### EXTRACTED INFORMATION
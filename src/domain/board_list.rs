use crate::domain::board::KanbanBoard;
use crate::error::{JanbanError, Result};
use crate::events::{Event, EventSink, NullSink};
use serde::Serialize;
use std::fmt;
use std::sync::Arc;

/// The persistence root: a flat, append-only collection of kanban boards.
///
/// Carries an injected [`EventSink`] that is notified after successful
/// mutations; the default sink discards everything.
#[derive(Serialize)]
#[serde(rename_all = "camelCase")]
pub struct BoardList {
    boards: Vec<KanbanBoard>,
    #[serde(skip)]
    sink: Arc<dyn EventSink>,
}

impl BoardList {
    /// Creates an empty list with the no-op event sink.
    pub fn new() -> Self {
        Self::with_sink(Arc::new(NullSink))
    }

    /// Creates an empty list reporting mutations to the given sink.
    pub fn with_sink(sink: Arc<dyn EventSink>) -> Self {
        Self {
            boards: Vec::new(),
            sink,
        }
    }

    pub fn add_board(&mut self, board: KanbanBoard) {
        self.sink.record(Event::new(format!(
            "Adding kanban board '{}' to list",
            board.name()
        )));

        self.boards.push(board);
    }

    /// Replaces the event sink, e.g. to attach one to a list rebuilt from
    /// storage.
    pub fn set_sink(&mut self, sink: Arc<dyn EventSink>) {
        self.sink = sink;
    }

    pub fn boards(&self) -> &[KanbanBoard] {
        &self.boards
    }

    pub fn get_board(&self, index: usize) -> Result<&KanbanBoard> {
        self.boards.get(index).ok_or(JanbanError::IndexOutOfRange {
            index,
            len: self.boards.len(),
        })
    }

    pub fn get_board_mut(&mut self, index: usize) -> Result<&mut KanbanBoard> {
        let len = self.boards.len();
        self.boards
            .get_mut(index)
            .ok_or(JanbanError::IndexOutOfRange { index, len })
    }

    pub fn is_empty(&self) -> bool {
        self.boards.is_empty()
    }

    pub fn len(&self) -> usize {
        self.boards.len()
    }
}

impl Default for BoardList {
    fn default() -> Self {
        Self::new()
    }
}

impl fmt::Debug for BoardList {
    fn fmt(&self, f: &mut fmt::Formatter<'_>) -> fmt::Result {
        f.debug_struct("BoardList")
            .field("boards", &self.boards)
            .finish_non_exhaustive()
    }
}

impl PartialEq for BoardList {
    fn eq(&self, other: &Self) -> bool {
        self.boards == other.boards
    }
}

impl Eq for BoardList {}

### TASK BRIEF
A single number is the whole answer: how many lines of the records contain the word "impl".

### WRITTEN RESPONSE
5